Se Rajoy não o conseguir fazer, voltando a desperdiçar uma oportunidade para desarmar este discurso bipolar das Autoridades Catalãs, então, talvez seja mesmo difícil voltar atrás...

Por agora, surpreendentemente, parece que ainda será possível.

 

 

Filipe Vaz Correia

 

 

 

 

Catalunha: Os Ruidosos Silêncios...

Filipe Vaz Correia, 09.10.17

 

A Catalunha voltou a sair à rua, desta vez os opositores do processo de Independência, aqueles que sendo Catalães, dizem não às pretensões defendidas pela Generalitat.

A divisão vivida na Catalunha, sente-se em cada frase, nas mais variadas tomadas de decisão do cidadão comum, da gente normal de bandeira em punho, Espanhola de um lado, Catalã do outro...

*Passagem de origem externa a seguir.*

//! Ready-made optimizer and profiler instances.

use crate::error::{SchemaError, SchemaResult};
use crate::registry::TypeRegistry;
use crate::synth::Instance;
use crate::value::FieldValue;
use serde::{Deserialize, Serialize};
use std::fmt;
use std::str::FromStr;

pub const DEFAULT_LEARNING_RATE: f64 = 0.01;

#[derive(Debug, Clone, Copy, PartialEq, Eq, Default, Serialize, Deserialize)]
#[serde(rename_all = "lowercase")]
pub enum OptimizerPreset {
    /// SGD with momentum 0.9.
    #[default]
    Momentum,
    Sgd,
    Adam,
    Adagrad,
    Rmsprop,
}

impl OptimizerPreset {
    pub const ALL: [OptimizerPreset; 5] = [Self::Momentum, Self::Sgd, Self::Adam, Self::Adagrad, Self::Rmsprop];

    #[must_use]
    pub fn as_str(self) -> &'static str {
        match self {
            Self::Momentum => "momentum",
            Self::Sgd => "sgd",
            Self::Adam => "adam",
            Self::Adagrad => "adagrad",
            Self::Rmsprop => "rmsprop",
        }
    }
}

impl fmt::Display for OptimizerPreset {
    fn fmt(&self, f: &mut fmt::Formatter<'_>) -> fmt::Result {
        f.write_str(self.as_str())
    }
}

impl FromStr for OptimizerPreset {
    type Err = SchemaError;

    fn from_str(s: &str) -> Result<Self, Self::Err> {
        Self::ALL
            .into_iter()
            .find(|p| p.as_str() == s.to_lowercase())
            .ok_or_else(|| SchemaError::InvalidDescription(format!("invalid optimizer type ({s})")))
    }
}

/// Build the optimizer instance for `preset`.
pub fn optimizer(registry: &TypeRegistry, preset: OptimizerPreset, learning_rate: f64) -> SchemaResult<Instance> {
    let lr = ("learn_rate", FieldValue::from(learning_rate));
    match preset {
        OptimizerPreset::Momentum => registry.instantiate("SGD", [lr, ("momentum", 0.9.into())]),
        OptimizerPreset::Sgd => registry.instantiate("SGD", [lr]),
        OptimizerPreset::Adam => {
            registry.instantiate("Adam", [lr, ("beta1", 0.9.into()), ("beta2", 0.99.into()), ("eps", 1e-8.into())])
        }
        OptimizerPreset::Adagrad => registry.instantiate("AdaGrad", [lr, ("eps", 1e-8.into())]),
        OptimizerPreset::Rmsprop => {
            registry.instantiate("RMSprop", [lr, ("decay_rate", 0.99.into()), ("eps", 1e-8.into())])
        }
    }
}

/// Profiler callback; `profile_init` keeps initialization in the profile.
pub fn profiler_callback(registry: &TypeRegistry, profile_init: bool) -> SchemaResult<Instance> {
    registry.instantiate("CallbackProfiler", [("skip_init", FieldValue::from(!profile_init))])
}

#[cfg(test)]
mod tests {
    use super::*;
    use crate::builtin;
    use prost_reflect::ReflectMessage;

    fn registry() -> TypeRegistry {
        TypeRegistry::standard(builtin::pool().unwrap(), [builtin::PACKAGE]).unwrap()
    }

    #[test]
    fn test_parse_presets() {
        assert_eq!("adam".parse::<OptimizerPreset>().unwrap(), OptimizerPreset::Adam);
        assert_eq!("RMSprop".parse::<OptimizerPreset>().unwrap(), OptimizerPreset::Rmsprop);
        assert!("lbfgs".parse::<OptimizerPreset>().is_err());
        assert_eq!(OptimizerPreset::default(), OptimizerPreset::Momentum);
    }

    #[test]
    fn test_momentum_is_sgd_with_momentum() {
        let registry = registry();
        let inst = optimizer(&registry, OptimizerPreset::Momentum, 0.1).unwrap();
        assert_eq!(inst.type_name(), "SGD");
        assert_eq!(inst.get("momentum"), Some(&FieldValue::from(0.9)));
        assert_eq!(inst.get("learn_rate"), Some(&FieldValue::from(0.1)));

        let plain = optimizer(&registry, OptimizerPreset::Sgd, 0.1).unwrap();
        assert!(plain.get("momentum").is_none());
    }

    #[test]
    fn test_every_preset_exports_an_optimizer() {
        let registry = registry();
        for preset in OptimizerPreset::ALL {
            let message = optimizer(&registry, preset, DEFAULT_LEARNING_RATE).unwrap().export().unwrap();
            assert_eq!(message.descriptor().name(), "Optimizer");
        }
    }

    #[test]
    fn test_profiler_skip_init_is_inverted() {
        let registry = registry();
        let inst = profiler_callback(&registry, false).unwrap();
        assert_eq!(inst.get("skip_init"), Some(&FieldValue::from(true)));
    }
}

Por entre aquele mar de gente, desabafos e medo, revolta e desencontros, com a História, com o passado e com o ausente futuro, que a tantos inquieta.

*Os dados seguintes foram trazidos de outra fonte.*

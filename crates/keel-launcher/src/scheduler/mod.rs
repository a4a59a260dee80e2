//! Scheduler-specific batch scripts.

pub mod lsf;
pub mod script;
pub mod shell;
pub mod slurm;

pub use lsf::LsfScript;
pub use script::{BatchScript, ScriptCore};
pub use shell::ShellScript;
pub use slurm::SlurmScript;
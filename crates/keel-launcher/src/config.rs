//! Launcher configuration file support.
//!
//! Settings are read from `~/.keel/config.toml` and then `./.keelrc`; the
//! local file overrides the global one.

use crate::error::{LaunchError, LaunchResult};
use crate::options::{LaunchOptions, Scheduler};
use serde::{Deserialize, Serialize};
use std::collections::BTreeMap;
use std::path::{Path, PathBuf};

#[derive(Debug, Clone, Default, PartialEq, Eq, Serialize, Deserialize)]
pub struct LauncherConfig {
    #[serde(default)]
    pub scheduler: Option<Scheduler>,

    #[serde(default)]
    pub system: Option<String>,

    #[serde(default)]
    pub partition: Option<String>,

    #[serde(default)]
    pub account: Option<String>,

    /// Path of the training executable.
    #[serde(default)]
    pub trainer_executable: Option<String>,

    #[serde(default)]
    pub procs_per_node: Option<u32>,

    #[serde(default)]
    pub log_level: Option<String>,

    /// Exported in every batch script.
    #[serde(default)]
    pub environment: BTreeMap<String, String>,
}

impl LauncherConfig {
    /// Load configuration from a TOML file.
    pub fn load_from_file(path: &Path) -> LaunchResult<Self> {
        let content = std::fs::read_to_string(path)
            .map_err(|e| LaunchError::Config { path: path.to_path_buf(), message: e.to_string() })?;
        toml::from_str(&content).map_err(|e| LaunchError::Config { path: path.to_path_buf(), message: e.to_string() })
    }

    /// Save configuration to a TOML file.
    pub fn save_to_file(&self, path: &Path) -> LaunchResult<()> {
        let content = toml::to_string_pretty(self)
            .map_err(|e| LaunchError::Config { path: path.to_path_buf(), message: e.to_string() })?;
        if let Some(parent) = path.parent() {
            if !parent.as_os_str().is_empty() {
                std::fs::create_dir_all(parent)?;
            }
        }
        std::fs::write(path, content)?;
        Ok(())
    }

    /// `~/.keel/config.toml`, if a home directory is known.
    pub fn default_global_path() -> Option<PathBuf> {
        dirs::home_dir().map(|home| home.join(".keel").join("config.toml"))
    }

    pub fn default_local_path() -> PathBuf {
        PathBuf::from(".keelrc")
    }

    /// Load the global then the local configuration. Missing files are
    /// skipped; a file that cannot be read or parsed is an error.
    pub fn discover_and_load() -> LaunchResult<Self> {
        let candidates = Self::default_global_path().into_iter().chain(std::iter::once(Self::default_local_path()));
        Self::load_layered(candidates)
    }

    /// Merge the files in `paths` in order, later files winning.
    pub fn load_layered(paths: impl IntoIterator<Item = PathBuf>) -> LaunchResult<Self> {
        let mut config = Self::default();
        for path in paths {
            if !path.exists() {
                continue;
            }
            config.merge(&Self::load_from_file(&path)?);
            tracing::debug!(path = %path.display(), "loaded configuration file");
        }
        Ok(config)
    }

    /// Values set in `other` override values in `self`.
    pub fn merge(&mut self, other: &Self) {
        if other.scheduler.is_some() {
            self.scheduler = other.scheduler;
        }
        if let Some(ref system) = other.system {
            self.system = Some(system.clone());
        }
        if let Some(ref partition) = other.partition {
            self.partition = Some(partition.clone());
        }
        if let Some(ref account) = other.account {
            self.account = Some(account.clone());
        }
        if let Some(ref exe) = other.trainer_executable {
            self.trainer_executable = Some(exe.clone());
        }
        if other.procs_per_node.is_some() {
            self.procs_per_node = other.procs_per_node;
        }
        if let Some(ref log_level) = other.log_level {
            self.log_level = Some(log_level.clone());
        }
        self.environment.extend(other.environment.clone());
    }

    /// Fill `options` with the configured values. Environment entries
    /// already present in `options` are kept.
    pub fn apply(&self, mut options: LaunchOptions) -> LaunchOptions {
        if let Some(scheduler) = self.scheduler {
            options.scheduler = scheduler;
        }
        if let Some(ref system) = self.system {
            options.system = Some(system.clone());
        }
        if let Some(ref partition) = self.partition {
            options.partition = Some(partition.clone());
        }
        if let Some(ref account) = self.account {
            options.account = Some(account.clone());
        }
        if let Some(ref exe) = self.trainer_executable {
            options.trainer_executable = exe.clone();
        }
        if let Some(procs) = self.procs_per_node {
            options.procs_per_node = procs;
        }
        for (key, value) in &self.environment {
            options.environment.entry(key.clone()).or_insert_with(|| value.clone());
        }
        options
    }
}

Muitos pedem diálogo, outros nem tanto, no entanto, todos os que desfilaram ontem nas ruas de Barcelona, desejavam uma Espanha una, indivisível, integrada.

A revolta nas palavras contra os Mossos de Esquadra, explanam em todo o seu esplendor, o quão difícil se tornou esta coabitação, entre os dois lados de um mesmo problema...

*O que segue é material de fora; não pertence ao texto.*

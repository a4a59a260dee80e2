//! `keel platform`: show the known HPC systems and their tuning.

use anyhow::{Result, bail};
use colored::Colorize;
use keel_launcher::platform::{self, Platform};
use keel_launcher::tuning;
use keel_launcher::{PLATFORMS, Scheduler, detect_system};
use serde_json::json;

/// Execute the platform command.
pub fn execute(system: Option<&str>, procs_per_node: Option<u32>, scheduler: Option<Scheduler>, json_output: bool) -> Result<()> {
    let detected = detect_system();
    match system {
        None => list(detected.as_deref(), json_output),
        Some(name) => {
            let Some(platform) = platform::lookup(name) else {
                let known: Vec<&str> = PLATFORMS.iter().map(|p| p.name).collect();
                bail!("Unknown system: {name} (known: {})", known.join(", "));
            };
            show(platform, procs_per_node, scheduler, json_output)
        }
    }
}

fn list(detected: Option<&str>, json_output: bool) -> Result<()> {
    if json_output {
        let platforms: Vec<_> = PLATFORMS.iter().map(platform_json).collect();
        let output = json!({ "detected": detected, "platforms": platforms });
        println!("{}", serde_json::to_string_pretty(&output)?);
        return Ok(());
    }

    match detected {
        Some(system) => println!("Detected system: {}", system.bold()),
        None => println!("Detected system: {}", "unknown".dimmed()),
    }
    println!();
    println!("{}", format!("{:<10} {:<10} {:>6} {:>6}  {}", "SYSTEM", "SCHEDULER", "CORES", "GPUS", "PARTITION").bold());
    for p in PLATFORMS {
        let marker = if detected == Some(p.name) { "*".green().to_string() } else { " ".to_string() };
        println!("{:<10} {:<10} {:>6} {:>6}  {}{}", p.name, p.scheduler.as_str(), p.cores_per_node, p.gpus_per_node, p.partition, marker);
    }
    Ok(())
}

fn show(platform: &Platform, procs_per_node: Option<u32>, scheduler: Option<Scheduler>, json_output: bool) -> Result<()> {
    let procs_per_node = procs_per_node.unwrap_or_else(|| platform.default_procs_per_node());
    let scheduler = scheduler.unwrap_or(platform.scheduler);
    let tuned = tuning::tune(Some(platform), scheduler, procs_per_node);

    if json_output {
        let mut output = platform_json(platform);
        output["procs_per_node"] = json!(procs_per_node);
        output["launcher_args"] = json!(tuned.launcher_args);
        output["environment"] = json!(tuned.environment);
        println!("{}", serde_json::to_string_pretty(&output)?);
        return Ok(());
    }

    println!("{}", platform.name.bold().cyan());
    println!("  Scheduler:      {scheduler}");
    println!("  Cores per node: {}", platform.cores_per_node);
    println!("  GPUs per node:  {}", platform.gpus_per_node);
    println!("  Partition:      {}", platform.partition);
    println!("  Procs per node: {procs_per_node}");
    if !tuned.launcher_args.is_empty() {
        println!("  Launcher args:  {}", tuned.launcher_args.join(" "));
    }
    println!("  Environment:");
    for (key, value) in &tuned.environment {
        println!("    {key}={value}");
    }
    Ok(())
}

fn platform_json(platform: &Platform) -> serde_json::Value {
    json!({
        "name": platform.name,
        "scheduler": platform.scheduler,
        "cores_per_node": platform.cores_per_node,
        "gpus_per_node": platform.gpus_per_node,
        "partition": platform.partition,
        "topology": format!("{:?}", platform.topology),
    })
}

Para uns heróis, para outros traidores, esta Polícia Catalã marca indelevelmente o rosto desta crise...

Parece evidente que a Catalunha perderá imenso se insistir nesta vontade secular, perdendo poder económico, espaço político, qualidade de vida, tal o grau de isolamento a que poderá ficar confinada.

Assim no meio deste gigantesco problema, desta batalha incompreensível, apenas uma coisa poderá salvar Espanha e a sua orgulhosa alma Catalã:

O diálogo.

 

 

Filipe Vaz Correia

 

 

 

 

Felipinho...

Filipe Vaz Correia, 05.10.17

 

O que se terá passado na mente de Felipe VI de Espanha?

Quem terá aconselhado o Rei para um discurso estranho, enviesadamente partidário, escolhendo ser mais um a acentuar as diferenças, quando poderia e deveria ser aquele que uniria, apaziguaria um conflito incompreensível...

O Rei de Espanha aparece tardiamente em cena, numa comunicação ao País carregada de ralhetes, de dedo em riste, acentuando a sua função correctiva, numa altura em que isso apenas contribui para um inflamar da situação.

Considero esta atitude de Felipe, desestabilizadora e pueril, talvez mesmo um erro Histórico, de percepção política, pois as posições já de si extremadas aconselhariam que nesta intervenção, o Rei fizesse valer a sua capacidade de mediar, de através do seu papel conseguir moderar os extremos que se opõem...

A figura do Rei, caso interviesse mais cedo ou tivesse outro tipo de discurso, ganharia certamente outro peso nesta disputa, mesmo entre aqueles que se encontram nas ruas de Barcelona, pedindo a Independência.

Felipe preferiu o caminho mais fácil, franzir o sobrolho, apontando e nomeando os desleais e desordeiros, excluindo-se assim, talvez sem se aperceber, do papel aglutinador que poderia e deveria ter.

Felipe consegue assim legitimar aqueles que em Madrid ou em qualquer parte de Espanha, destilam ódio contra os insurgentes Catalães, ao mesmo tempo que legitima, aos olhos dos que clamam pela Independência Catalã, a injustiça plasmada em cada palavra de um Rei que deveria ser de todos....

Mesmo daqueles que reclamam o direito a escolher, não o ter, como seu Rei.